MATERIAL SHOWN: Begin

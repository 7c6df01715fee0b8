//! Health check endpoint for service monitoring.

use crate::{AppState, error::AppError};
use axum::{Json, extract::State};
use chrono::{DateTime, Utc};
use serde::Serialize;

/// Health check response.
///
/// Returns service status and store connectivity.
#[derive(Debug, Serialize)]
pub struct HealthResponse {
    /// Overall service status
    pub status: String,

    /// Payment store connection status
    pub store: String,

    /// Current server timestamp
    pub timestamp: DateTime<Utc>,
}

/// Health check handler.
///
/// # Checks
///
/// - Payment store connectivity (`ping`)
///
/// # Response (200 OK)
///
/// ```json
/// {
///   "status": "healthy",
///   "store": "connected",
///   "timestamp": "2026-08-26T19:00:00Z"
/// }
/// ```
///
/// # Response (500 Internal Server Error)
///
/// If the store is unreachable, returns the standard error response.
pub async fn health_check(State(state): State<AppState>) -> Result<Json<HealthResponse>, AppError> {
    state.payment_store.ping().await?;

    Ok(Json(HealthResponse {
        status: "healthy".to_string(),
        store: "connected".to_string(),
        timestamp: Utc::now(),
    }))
}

MATERIAL SHOWN: End

▸ TO DO
All the data above is to be given again, exactly.

▸ WRITTEN SOLUTION
repository 7c6df01715fee0b8
//! Health check endpoint for service monitoring.

use crate::{AppState, error::AppError};
use axum::{Json, extract::State};
use chrono::{DateTime, Utc};
use serde::Serialize;

/// Health check response.
///
/// Returns service status and store connectivity.
#[derive(Debug, Serialize)]
pub struct HealthResponse {
    /// Overall service status
    pub status: String,

    /// Payment store connection status
    pub store: String,

    /// Current server timestamp
    pub timestamp: DateTime<Utc>,
}

/// Health check handler.
///
/// # Checks
///
/// - Payment store connectivity (`ping`)
///
/// # Response (200 OK)
///
/// ```json
/// {
///   "status": "healthy",
///   "store": "connected",
///   "timestamp": "2026-08-26T19:00:00Z"
/// }
/// ```
///
/// # Response (500 Internal Server Error)
///
/// If the store is unreachable, returns the standard error response.
pub async fn health_check(State(state): State<AppState>) -> Result<Json<HealthResponse>, AppError> {
    state.payment_store.ping().await?;

    Ok(Json(HealthResponse {
        status: "healthy".to_string(),
        store: "connected".to_string(),
        timestamp: Utc::now(),
    }))
}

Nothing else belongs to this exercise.